Длинному Антонову, глядевшему через сутулые плечи коллег, были видны шнурованные ботинки ОМОНа, напоминавшие, если глядеть на них отдельно, кормящуюся стаю каких-то неповоротливых черных гусей; ему казалось нелепым, что передний ряд демонстрантов (среди них деканская секретарша, вся облепленная, будто утопленница, своими тонкими волосами) упорно держит несколько ватманов с размашистыми требованиями, в то время как на щитах ОМОНа, обращенных навстречу плакатам, ничего не написано.

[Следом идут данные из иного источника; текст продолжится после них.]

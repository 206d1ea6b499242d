//! Transcript Store Port - Append-only storage of session transcripts.

use async_trait::async_trait;

use crate::domain::foundation::SessionKey;
use crate::domain::transcript::TranscriptEntry;

/// Port for session transcript persistence.
#[async_trait]
pub trait TranscriptStore: Send + Sync {
    /// Appends an entry to the session's transcript.
    async fn append(&self, session: &SessionKey, entry: TranscriptEntry)
        -> Result<(), TranscriptError>;

    /// Lists the session's entries, oldest first.
    async fn list(&self, session: &SessionKey) -> Result<Vec<TranscriptEntry>, TranscriptError>;

    /// Removes every entry of the session. Returns how many were removed.
    async fn clear(&self, session: &SessionKey) -> Result<usize, TranscriptError>;
}

/// Transcript storage errors.
#[derive(Debug, Clone, PartialEq, Eq, thiserror::Error)]
pub enum TranscriptError {
    #[error("transcript storage unavailable: {0}")]
    Unavailable(String),
}
//! Strongly-typed identifier value objects.

use serde::{Deserialize, Serialize};
use std::fmt;
use std::str::FromStr;
use uuid::Uuid;

use super::ValidationError;

/// Maximum length of a client-supplied session key.
pub const MAX_SESSION_KEY_LENGTH: usize = 128;

/// Unique identifier for a transcript entry.
#[derive(Debug, Clone, Copy, PartialEq, Eq, Hash, Serialize, Deserialize)]
#[serde(transparent)]
pub struct EntryId(Uuid);

impl EntryId {
    /// Random v4 identifier.
    pub fn new() -> Self {
        Self(Uuid::new_v4())
    }
}

impl Default for EntryId {
    fn default() -> Self {
        Self::new()
    }
}

impl fmt::Display for EntryId {
    fn fmt(&self, f: &mut fmt::Formatter<'_>) -> fmt::Result {
        write!(f, "{}", self.0)
    }
}

impl FromStr for EntryId {
    type Err = uuid::Error;

    fn from_str(s: &str) -> Result<Self, Self::Err> {
        Ok(Self(Uuid::parse_str(s)?))
    }
}

/// Opaque key identifying one browser session's transcript.
///
/// Supplied by the client; restricted to ASCII alphanumerics, `-` and `_`.
#[derive(Debug, Clone, PartialEq, Eq, Hash, Serialize, Deserialize)]
#[serde(transparent)]
pub struct SessionKey(String);

impl SessionKey {
    /// Key used when the client does not identify its session.
    pub const DEFAULT: &'static str = "default";

    /// Creates a new SessionKey, returning error if empty or malformed.
    pub fn new(key: impl Into<String>) -> Result<Self, ValidationError> {
        let key = key.into();
        if key.is_empty() {
            return Err(ValidationError::empty_field("session_key"));
        }
        if key.len() > MAX_SESSION_KEY_LENGTH {
            return Err(ValidationError::invalid_format(
                "session_key",
                format!("longer than {} characters", MAX_SESSION_KEY_LENGTH),
            ));
        }
        if !key
            .chars()
            .all(|c| c.is_ascii_alphanumeric() || c == '-' || c == '_')
        {
            return Err(ValidationError::invalid_format(
                "session_key",
                "only ASCII letters, digits, '-' and '_' are allowed",
            ));
        }
        Ok(Self(key))
    }

    /// Returns the inner string slice.
    pub fn as_str(&self) -> &str {
        &self.0
    }
}

impl Default for SessionKey {
    fn default() -> Self {
        Self(Self::DEFAULT.to_string())
    }
}

impl fmt::Display for SessionKey {
    fn fmt(&self, f: &mut fmt::Formatter<'_>) -> fmt::Result {
        write!(f, "{}", self.0)
    }
}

Эти щиты, похожие на большие кухонные мойки с дырками для стока воды, не означали ничего и не отвечали ничем, если не считать за отзывы глухие бряканья бутылок и камней, бросаемых из особой кучки активистов; там, в этой оживленной кучке, дополнительно швырявшей по ветру очень белые и как бы липкие листовки, мелькали обритые головы (две азиатские, дегтярно-черные, и одна щетинисто-белобрысая), никогда не виданные Антоновым в университетских аудиториях. Антонову было холодно и скучно, собственная его заледенелая лысина давала себя почувствовать через хлесткие кляксы случайных дождин. Дождины точно гвоздями прибивали листовки к тускло-зеркальному граниту между ОМОНом и толпой, иногда внезапный ветреный порыв буквально вырывал готовый веер из руки у сеятеля и швырял листки ему на кожаную грудь, где они трепетали, будто его раскрытая душа. Листовки и в разлете сохраняли какую-то общую намагниченность, были будто флажки на невидимой нитке, за которую в любой момент могли потянуть трудолюбивые ловцы, все бросавшие и бросавшие в толпу агитационную снасть. Тщетно укрепляясь топтаньем на своем опасно скользком пятачке, Антонов чувствовал, что ему чрезвычайно тяжело и муторно сохранять себя в пределах собственной физической оболочки, не быть всею этой массой знакомого и полузнакомого народу, редевшей по краям в соответствии с общей разреженностью осеннего пространства – которое, однако, собирало тут и там из отдельных тощеньких деревьев иллюзорную рощу, из отдельных лотков и киосков – несуществующий торговый центр.